Description of the task => Return, from the material below, each line in which "Debug" occurs.

Source data =>
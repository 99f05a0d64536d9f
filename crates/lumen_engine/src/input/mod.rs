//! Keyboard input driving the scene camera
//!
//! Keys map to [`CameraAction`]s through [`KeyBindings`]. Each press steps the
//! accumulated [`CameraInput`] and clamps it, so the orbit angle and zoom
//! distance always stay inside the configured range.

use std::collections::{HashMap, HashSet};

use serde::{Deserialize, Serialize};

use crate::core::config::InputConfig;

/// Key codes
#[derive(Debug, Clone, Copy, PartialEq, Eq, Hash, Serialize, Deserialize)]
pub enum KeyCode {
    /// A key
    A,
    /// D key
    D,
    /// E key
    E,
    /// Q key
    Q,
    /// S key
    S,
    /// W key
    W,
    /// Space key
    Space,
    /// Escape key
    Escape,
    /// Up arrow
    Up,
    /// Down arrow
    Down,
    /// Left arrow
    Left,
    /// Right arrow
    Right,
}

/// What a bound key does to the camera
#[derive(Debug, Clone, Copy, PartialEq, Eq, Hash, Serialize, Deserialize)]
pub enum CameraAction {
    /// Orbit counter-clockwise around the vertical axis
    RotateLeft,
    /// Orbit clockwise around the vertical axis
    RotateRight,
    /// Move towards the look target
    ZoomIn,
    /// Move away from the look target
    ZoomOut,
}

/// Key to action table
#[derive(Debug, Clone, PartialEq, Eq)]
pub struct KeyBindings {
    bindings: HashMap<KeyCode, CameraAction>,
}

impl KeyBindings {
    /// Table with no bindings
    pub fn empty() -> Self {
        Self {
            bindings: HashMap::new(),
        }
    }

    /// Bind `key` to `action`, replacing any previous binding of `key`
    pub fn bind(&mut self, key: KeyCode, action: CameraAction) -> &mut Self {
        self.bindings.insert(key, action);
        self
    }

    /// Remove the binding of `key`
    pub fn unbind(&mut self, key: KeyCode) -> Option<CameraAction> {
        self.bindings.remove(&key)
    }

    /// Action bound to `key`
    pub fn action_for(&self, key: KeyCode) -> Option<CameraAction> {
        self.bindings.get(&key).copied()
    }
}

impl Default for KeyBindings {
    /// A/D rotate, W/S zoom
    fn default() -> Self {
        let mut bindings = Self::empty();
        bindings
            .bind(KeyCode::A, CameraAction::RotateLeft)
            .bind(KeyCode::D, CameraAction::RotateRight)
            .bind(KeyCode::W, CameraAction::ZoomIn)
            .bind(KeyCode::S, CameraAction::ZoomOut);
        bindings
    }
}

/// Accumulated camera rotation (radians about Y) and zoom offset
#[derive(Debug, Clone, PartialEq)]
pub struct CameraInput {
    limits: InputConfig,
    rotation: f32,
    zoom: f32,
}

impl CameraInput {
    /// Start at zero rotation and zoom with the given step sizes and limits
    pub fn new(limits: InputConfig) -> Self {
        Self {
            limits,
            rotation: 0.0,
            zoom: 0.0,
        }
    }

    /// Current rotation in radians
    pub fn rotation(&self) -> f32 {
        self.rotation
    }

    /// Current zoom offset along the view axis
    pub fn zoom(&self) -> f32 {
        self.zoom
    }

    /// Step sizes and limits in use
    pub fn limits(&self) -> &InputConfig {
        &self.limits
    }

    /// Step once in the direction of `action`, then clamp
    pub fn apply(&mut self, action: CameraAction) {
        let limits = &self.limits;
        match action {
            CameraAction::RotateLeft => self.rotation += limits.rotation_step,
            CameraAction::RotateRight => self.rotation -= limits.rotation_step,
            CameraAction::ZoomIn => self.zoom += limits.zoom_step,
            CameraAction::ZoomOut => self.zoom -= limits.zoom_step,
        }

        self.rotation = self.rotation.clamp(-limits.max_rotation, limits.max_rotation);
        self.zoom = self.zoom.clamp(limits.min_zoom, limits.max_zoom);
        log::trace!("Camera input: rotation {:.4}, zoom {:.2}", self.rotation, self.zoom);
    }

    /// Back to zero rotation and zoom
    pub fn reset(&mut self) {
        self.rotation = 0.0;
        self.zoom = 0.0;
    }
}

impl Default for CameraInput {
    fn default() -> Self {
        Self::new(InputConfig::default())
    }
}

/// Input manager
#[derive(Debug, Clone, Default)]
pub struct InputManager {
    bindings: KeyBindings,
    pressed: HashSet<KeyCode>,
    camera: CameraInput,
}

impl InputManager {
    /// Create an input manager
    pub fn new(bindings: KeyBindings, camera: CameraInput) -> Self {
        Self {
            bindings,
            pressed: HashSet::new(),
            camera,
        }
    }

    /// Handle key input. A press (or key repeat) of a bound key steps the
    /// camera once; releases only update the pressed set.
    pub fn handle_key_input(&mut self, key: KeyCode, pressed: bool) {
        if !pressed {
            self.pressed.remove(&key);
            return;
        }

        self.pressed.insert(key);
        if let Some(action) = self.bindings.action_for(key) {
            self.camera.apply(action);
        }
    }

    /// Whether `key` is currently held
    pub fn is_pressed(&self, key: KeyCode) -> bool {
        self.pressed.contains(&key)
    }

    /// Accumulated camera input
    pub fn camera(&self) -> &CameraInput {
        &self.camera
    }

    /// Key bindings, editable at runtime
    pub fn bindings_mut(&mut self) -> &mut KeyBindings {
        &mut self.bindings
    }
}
...
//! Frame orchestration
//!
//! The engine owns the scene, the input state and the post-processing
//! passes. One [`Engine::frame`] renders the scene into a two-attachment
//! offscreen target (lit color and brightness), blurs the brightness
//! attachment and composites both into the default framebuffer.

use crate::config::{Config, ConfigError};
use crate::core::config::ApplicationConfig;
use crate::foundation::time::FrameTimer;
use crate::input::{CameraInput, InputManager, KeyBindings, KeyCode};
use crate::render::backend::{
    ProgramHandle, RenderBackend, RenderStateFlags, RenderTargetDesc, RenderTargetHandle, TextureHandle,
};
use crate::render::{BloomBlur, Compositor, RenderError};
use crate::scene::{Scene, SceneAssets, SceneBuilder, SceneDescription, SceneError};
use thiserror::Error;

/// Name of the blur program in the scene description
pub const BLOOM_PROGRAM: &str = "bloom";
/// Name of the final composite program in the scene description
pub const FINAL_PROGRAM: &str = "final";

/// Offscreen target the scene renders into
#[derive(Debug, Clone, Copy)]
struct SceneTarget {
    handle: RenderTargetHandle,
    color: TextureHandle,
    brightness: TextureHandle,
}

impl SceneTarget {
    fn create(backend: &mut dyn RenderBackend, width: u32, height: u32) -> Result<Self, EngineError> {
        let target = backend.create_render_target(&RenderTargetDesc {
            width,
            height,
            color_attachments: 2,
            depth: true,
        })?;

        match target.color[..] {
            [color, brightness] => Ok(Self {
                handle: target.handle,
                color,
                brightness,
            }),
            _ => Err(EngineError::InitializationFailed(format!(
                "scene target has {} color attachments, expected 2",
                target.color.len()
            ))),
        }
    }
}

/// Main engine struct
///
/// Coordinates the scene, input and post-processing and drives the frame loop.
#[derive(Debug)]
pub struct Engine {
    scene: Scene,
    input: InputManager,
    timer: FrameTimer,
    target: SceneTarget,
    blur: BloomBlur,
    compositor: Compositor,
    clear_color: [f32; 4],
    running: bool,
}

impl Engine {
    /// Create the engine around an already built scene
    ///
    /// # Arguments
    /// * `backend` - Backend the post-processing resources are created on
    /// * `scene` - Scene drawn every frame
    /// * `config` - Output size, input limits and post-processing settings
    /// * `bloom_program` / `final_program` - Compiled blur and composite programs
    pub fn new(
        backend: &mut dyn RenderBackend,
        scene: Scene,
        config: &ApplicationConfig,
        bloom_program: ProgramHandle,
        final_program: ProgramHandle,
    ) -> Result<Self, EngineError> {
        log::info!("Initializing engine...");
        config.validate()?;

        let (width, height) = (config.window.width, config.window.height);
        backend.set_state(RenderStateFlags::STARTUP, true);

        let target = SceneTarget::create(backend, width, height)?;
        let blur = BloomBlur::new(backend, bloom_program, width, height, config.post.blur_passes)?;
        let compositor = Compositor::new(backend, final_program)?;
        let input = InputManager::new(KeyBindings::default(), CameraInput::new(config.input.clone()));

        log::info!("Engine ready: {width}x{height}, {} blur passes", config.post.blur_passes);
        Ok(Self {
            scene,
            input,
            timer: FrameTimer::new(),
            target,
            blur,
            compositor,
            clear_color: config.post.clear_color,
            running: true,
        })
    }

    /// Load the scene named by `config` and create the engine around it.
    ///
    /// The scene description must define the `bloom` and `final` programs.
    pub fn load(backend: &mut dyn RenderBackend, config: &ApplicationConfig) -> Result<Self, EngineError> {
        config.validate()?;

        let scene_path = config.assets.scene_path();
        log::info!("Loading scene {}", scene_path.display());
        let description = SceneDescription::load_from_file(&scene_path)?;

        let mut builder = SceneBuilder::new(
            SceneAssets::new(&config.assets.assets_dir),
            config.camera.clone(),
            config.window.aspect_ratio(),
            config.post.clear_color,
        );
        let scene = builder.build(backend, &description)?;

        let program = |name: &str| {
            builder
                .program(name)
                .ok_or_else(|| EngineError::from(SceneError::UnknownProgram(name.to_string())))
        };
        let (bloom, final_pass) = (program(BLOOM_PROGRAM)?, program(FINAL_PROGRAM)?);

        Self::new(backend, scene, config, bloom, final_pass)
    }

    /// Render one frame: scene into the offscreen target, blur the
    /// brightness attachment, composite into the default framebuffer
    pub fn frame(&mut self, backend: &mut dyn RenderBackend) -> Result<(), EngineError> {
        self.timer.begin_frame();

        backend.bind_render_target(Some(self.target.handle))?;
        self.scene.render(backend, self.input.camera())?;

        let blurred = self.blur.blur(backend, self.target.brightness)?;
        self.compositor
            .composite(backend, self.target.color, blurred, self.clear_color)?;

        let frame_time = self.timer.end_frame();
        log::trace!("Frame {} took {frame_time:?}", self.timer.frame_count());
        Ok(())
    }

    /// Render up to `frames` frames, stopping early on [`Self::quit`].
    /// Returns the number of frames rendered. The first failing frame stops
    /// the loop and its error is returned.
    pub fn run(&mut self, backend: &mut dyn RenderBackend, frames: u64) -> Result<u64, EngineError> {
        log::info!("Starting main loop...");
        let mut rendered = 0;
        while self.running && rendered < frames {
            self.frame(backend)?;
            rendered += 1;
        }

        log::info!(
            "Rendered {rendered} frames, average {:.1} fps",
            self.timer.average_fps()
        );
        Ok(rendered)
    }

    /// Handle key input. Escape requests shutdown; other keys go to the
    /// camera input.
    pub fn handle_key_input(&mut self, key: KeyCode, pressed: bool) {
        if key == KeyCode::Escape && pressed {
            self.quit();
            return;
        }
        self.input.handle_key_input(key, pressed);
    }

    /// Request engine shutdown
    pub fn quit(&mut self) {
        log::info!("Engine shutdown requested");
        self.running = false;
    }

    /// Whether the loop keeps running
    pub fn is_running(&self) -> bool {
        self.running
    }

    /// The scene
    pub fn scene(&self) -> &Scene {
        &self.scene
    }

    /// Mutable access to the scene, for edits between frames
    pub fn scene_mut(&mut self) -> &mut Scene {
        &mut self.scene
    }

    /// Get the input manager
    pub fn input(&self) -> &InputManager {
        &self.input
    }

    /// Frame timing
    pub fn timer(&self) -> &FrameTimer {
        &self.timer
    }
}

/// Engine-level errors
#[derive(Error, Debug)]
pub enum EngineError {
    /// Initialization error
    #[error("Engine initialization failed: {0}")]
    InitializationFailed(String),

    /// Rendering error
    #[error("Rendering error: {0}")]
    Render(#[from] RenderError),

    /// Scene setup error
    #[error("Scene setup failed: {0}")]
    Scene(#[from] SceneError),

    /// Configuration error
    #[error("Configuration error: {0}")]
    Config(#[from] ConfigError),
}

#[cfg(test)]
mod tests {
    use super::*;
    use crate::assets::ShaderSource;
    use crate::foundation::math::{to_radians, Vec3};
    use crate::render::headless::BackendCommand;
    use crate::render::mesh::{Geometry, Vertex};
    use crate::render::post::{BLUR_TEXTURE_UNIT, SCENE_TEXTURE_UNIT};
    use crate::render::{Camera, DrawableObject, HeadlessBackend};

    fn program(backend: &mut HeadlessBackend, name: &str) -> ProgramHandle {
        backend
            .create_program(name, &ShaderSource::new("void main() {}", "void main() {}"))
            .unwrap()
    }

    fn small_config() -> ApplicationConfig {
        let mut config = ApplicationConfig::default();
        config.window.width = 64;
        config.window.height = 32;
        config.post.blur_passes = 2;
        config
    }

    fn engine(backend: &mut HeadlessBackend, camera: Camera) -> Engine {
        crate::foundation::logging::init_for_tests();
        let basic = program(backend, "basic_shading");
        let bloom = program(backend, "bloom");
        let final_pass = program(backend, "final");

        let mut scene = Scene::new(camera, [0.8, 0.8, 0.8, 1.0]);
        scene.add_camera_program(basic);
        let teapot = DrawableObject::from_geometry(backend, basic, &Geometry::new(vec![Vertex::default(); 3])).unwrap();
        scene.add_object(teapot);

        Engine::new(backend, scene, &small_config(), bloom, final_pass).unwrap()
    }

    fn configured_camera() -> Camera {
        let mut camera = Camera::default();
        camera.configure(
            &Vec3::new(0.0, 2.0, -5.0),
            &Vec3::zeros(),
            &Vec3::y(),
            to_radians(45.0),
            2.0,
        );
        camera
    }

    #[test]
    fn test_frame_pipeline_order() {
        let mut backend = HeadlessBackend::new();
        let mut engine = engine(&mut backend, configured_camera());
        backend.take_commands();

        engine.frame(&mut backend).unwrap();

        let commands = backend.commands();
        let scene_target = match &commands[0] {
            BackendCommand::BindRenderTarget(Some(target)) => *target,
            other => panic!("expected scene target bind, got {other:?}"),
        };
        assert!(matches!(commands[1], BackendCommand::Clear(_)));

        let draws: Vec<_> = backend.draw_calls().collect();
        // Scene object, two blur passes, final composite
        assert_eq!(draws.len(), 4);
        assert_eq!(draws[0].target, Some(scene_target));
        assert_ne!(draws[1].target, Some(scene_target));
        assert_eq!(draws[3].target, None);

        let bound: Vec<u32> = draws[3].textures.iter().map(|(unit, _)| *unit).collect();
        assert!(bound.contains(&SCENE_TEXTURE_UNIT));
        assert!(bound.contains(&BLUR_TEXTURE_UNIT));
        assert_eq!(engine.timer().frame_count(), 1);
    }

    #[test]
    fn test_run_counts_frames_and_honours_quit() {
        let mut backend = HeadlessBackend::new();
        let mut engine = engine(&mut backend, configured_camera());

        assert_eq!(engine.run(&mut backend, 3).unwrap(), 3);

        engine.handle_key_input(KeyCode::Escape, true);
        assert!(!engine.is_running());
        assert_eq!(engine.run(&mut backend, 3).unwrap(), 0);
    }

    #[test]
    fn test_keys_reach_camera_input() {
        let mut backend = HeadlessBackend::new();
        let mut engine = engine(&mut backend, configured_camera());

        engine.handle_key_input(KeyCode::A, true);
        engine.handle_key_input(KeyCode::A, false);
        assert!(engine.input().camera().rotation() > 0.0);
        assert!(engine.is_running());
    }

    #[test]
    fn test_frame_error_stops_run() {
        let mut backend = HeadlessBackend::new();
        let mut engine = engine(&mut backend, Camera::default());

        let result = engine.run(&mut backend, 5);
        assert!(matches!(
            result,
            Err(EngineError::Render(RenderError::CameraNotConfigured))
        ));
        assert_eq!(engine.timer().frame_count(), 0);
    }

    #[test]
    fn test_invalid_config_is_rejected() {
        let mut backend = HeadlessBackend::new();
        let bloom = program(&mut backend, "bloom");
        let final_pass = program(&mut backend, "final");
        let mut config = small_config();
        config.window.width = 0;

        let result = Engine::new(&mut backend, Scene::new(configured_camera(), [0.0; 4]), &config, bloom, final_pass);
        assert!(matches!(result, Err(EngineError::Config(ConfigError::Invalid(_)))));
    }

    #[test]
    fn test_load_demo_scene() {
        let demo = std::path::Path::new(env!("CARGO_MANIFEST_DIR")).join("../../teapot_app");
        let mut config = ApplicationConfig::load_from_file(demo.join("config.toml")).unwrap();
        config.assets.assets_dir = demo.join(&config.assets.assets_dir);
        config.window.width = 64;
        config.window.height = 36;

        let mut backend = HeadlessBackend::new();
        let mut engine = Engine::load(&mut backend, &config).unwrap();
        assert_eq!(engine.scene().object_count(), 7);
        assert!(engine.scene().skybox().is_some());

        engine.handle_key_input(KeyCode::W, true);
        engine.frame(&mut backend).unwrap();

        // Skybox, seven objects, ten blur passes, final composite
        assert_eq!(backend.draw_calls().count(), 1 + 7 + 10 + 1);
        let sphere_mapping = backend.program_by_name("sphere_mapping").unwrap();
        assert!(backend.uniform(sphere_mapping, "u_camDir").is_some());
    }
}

Result below =>
#[derive(Debug, Clone, Copy, PartialEq, Eq, Hash, Serialize, Deserialize)]
#[derive(Debug, Clone, Copy, PartialEq, Eq, Hash, Serialize, Deserialize)]
#[derive(Debug, Clone, PartialEq, Eq)]
#[derive(Debug, Clone, PartialEq)]
#[derive(Debug, Clone, Default)]
#[derive(Debug, Clone, Copy)]
#[derive(Debug)]
#[derive(Error, Debug)]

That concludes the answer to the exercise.